The Cronyism Grown Into U.S. Food Aid

America is a generous country. Taxpayers can take pride in the fact that, under the terms of the 2014 Farm Bill, they will send more than $2 billion worth of food to needy countries this year. Thanks to these aid programs, more than 50 million people in 51 countries will be fed by U.S. foreign aid. That’s the good news.

The bad news is that these programs are rife with cronyism that make them more expensive and less effective than they should be.

Just how much cronyism is there? Enough that another 8 to 10 million people could be fed at no added cost just by removing two unnecessary regulations.

What do these regulations do? The first requires that nearly all U.S. food aid be sourced from American farmers. The logic is that American food aid can combine generosity with national self-interest, stabilizing U.S. agricultural markets while providing aid.

But that self-interest has a cost, and a significant one. Namely, there is often more than enough food nearby that could be purchased and transported at a far lower cost and with far less waste than by shipping American food across the ocean. Even Africa, the continent most commonly associated with hunger crises, produces more than enough food to feed itself — as does the world as a whole, for that matter. In light of this fact, requiring that food aid be sourced in the United States no longer makes sense.

It’s a bizarre case where the costs of cronyism so outweigh the benefits that even one of the primary beneficiaries, the American Farm Bureau Federation, supports reform. The problem is that this regulation is a relic of a different era, one in which food aid was a meaningful portion of American agricultural exports and in which local food production in hunger-stricken areas was rarely sufficient to meet local demand. That is no longer the case — food aid today accounts for less than 1 percent of agricultural exports and less than 0.1 percent of food production in the country. The times have changed, but our rules have not.

The other regulation mandates that at least half of all U.S. food aid be carried on U.S.-flag vessels, known as the Cargo Preference for Food Aid (CPFA). The Government Accountability Office (GAO) studied the effects of the CPFA, and found that the costs were significant.
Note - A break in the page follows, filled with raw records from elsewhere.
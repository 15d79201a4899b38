//! Health check endpoints.
//!
//! Used by load balancers and monitoring systems to verify service health.

use axum::{Json, extract::State, http::StatusCode};
use gatepass_core::registration_store::RegistrationStore;
use serde::Serialize;
use std::sync::Arc;

/// Liveness probe.
///
/// Returns 200 OK while the process is serving; checks no dependencies.
///
/// ```text
/// GET /health
/// ```
#[allow(clippy::unused_async)]
pub async fn health_check() -> (StatusCode, &'static str) {
    (StatusCode::OK, "ok")
}

/// Readiness report body.
#[derive(Debug, Clone, PartialEq, Eq, Serialize)]
pub struct ReadinessReport {
    /// Component checked
    pub component: &'static str,
    /// `ready` or `unavailable`
    pub status: &'static str,
    /// Failure detail, if any
    #[serde(skip_serializing_if = "Option::is_none")]
    pub message: Option<String>,
}

/// Readiness probe: pings the registration store.
///
/// - 200 OK when the store answers
/// - 503 Service Unavailable otherwise
///
/// ```text
/// GET /ready
/// ```
pub async fn readiness_check(
    State(store): State<Arc<dyn RegistrationStore>>,
) -> (StatusCode, Json<ReadinessReport>) {
    match store.ping().await {
        Ok(()) => (
            StatusCode::OK,
            Json(ReadinessReport {
                component: "registration_store",
                status: "ready",
                message: None,
            }),
        ),
        Err(e) => {
            tracing::warn!(error = %e, "Readiness check failed");
            (
                StatusCode::SERVICE_UNAVAILABLE,
                Json(ReadinessReport {
                    component: "registration_store",
                    status: "unavailable",
                    message: Some(e.to_string()),
                }),
            )
        },
    }
}
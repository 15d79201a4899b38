//! Custom Axum extractors.
//!
//! - [`CorrelationId`]: the request's correlation ID
//! - [`AdminSession`]: proof that the request carried the admin bearer key

use crate::error::AppError;
use crate::middleware::parse_header;
use axum::{
    async_trait,
    extract::FromRequestParts,
    http::{header, request::Parts},
};
use uuid::Uuid;

/// Correlation ID for request tracing.
///
/// Taken from the request extensions when
/// [`correlation_id_layer`](crate::middleware::correlation_id_layer) is
/// installed, otherwise from the `X-Correlation-ID` header, otherwise freshly
/// generated.
#[derive(Debug, Clone, Copy, PartialEq, Eq)]
pub struct CorrelationId(pub Uuid);

#[async_trait]
impl<S> FromRequestParts<S> for CorrelationId
where
    S: Send + Sync,
{
    type Rejection = std::convert::Infallible;

    async fn from_request_parts(parts: &mut Parts, _state: &S) -> Result<Self, Self::Rejection> {
        if let Some(id) = parts.extensions.get::<Self>() {
            return Ok(*id);
        }
        Ok(Self(parse_header(&parts.headers).unwrap_or_else(Uuid::new_v4)))
    }
}

/// Application state that knows the admin API key.
pub trait AdminKeySource {
    /// The configured key, or `None` when admin endpoints are disabled
    fn admin_key(&self) -> Option<&str>;
}

/// An authenticated administrator.
///
/// Requires `Authorization: Bearer <key>` matching
/// [`AdminKeySource::admin_key`]. Rejects with 401 on a missing or wrong key
/// and 503 when no key is configured.
///
/// ```ignore
/// async fn close_event(_admin: AdminSession, Path(id): Path<EventId>) -> Result<Json<Event>, AppError> {
///     // ...
/// }
/// ```
#[derive(Debug, Clone, Copy)]
pub struct AdminSession;

#[async_trait]
impl<S> FromRequestParts<S> for AdminSession
where
    S: AdminKeySource + Send + Sync,
{
    type Rejection = AppError;

    async fn from_request_parts(parts: &mut Parts, state: &S) -> Result<Self, Self::Rejection> {
        let Some(expected) = state.admin_key() else {
            return Err(AppError::unavailable("Admin API is not configured"));
        };

        let presented = parts
            .headers
            .get(header::AUTHORIZATION)
            .and_then(|v| v.to_str().ok())
            .and_then(|v| v.strip_prefix("Bearer "))
            .map(str::trim);

        match presented {
            Some(key) if constant_time_eq::constant_time_eq(key.as_bytes(), expected.as_bytes()) => {
                Ok(Self)
            },
            Some(_) => {
                tracing::warn!("Rejected admin request with wrong key");
                Err(AppError::unauthorized("Invalid admin key"))
            },
            None => Err(AppError::unauthorized("Missing admin bearer key")),
        }
    }
}
//! HTTP API handlers, organized by domain:
//! - Events: listing and admin management
//! - Registrations: public sign-up, attendee list, manual confirmation
//! - Check-in: token validation for door scanners
//! - Attendance: per-event summary and dashboard totals
//! - Export: CSV attendance lists
//! - QR: ticket and poster images

pub mod attendance;
pub mod checkin;
pub mod events;
pub mod export;
pub mod qr;
pub mod registrations;

pub use attendance::{dashboard_stats, event_summary};
pub use checkin::checkin;
pub use events::{close_event, create_event, delete_event, get_event, list_events, update_event};
pub use export::export_registrations;
pub use qr::{event_poster, ticket_qr};
pub use registrations::{confirm_registration, list_registrations, register};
Overall, the GAO estimated that the CFPA increased costs of shipping by 23 percent between 2011 and 2014, making up over $107 million of the total $456 million cost.

This time, the original intent behind the rule was based on national security concerns rather than economic ones. Lawmakers intended to use the food aid program to subsidize a merchant marine that could be called upon in times of war. Yet again, the organization that the regulation is intended to benefit, the Department of Defense, supports reform. The vast majority of U.S. vessels carrying food aid do not meet minimum standards for reform, and the DoD has stated that elimination of the regulation would not impact America’s maritime readiness in the case of war.

It is an unfortunate fact that as much as 60 percent of the food aid budget is spent on items that have nothing to do with food — such as transportation costs for the American food that we’re sending halfway around the world on more expensive American ships. And it’s why simple reform, such as the bipartisan Food for Peace Reform Act of 2018, would free up nearly $300 million simply by reducing the requirement for U.S.-sourced food to 25 percent.

It’s rare that cronyism is so egregious and outdated that its beneficiaries support reform. When they do, lawmakers should take the hint, and support reform as well.

The post The Cronyism Grown Into U.S. Food Aid appeared first on The American Spectator.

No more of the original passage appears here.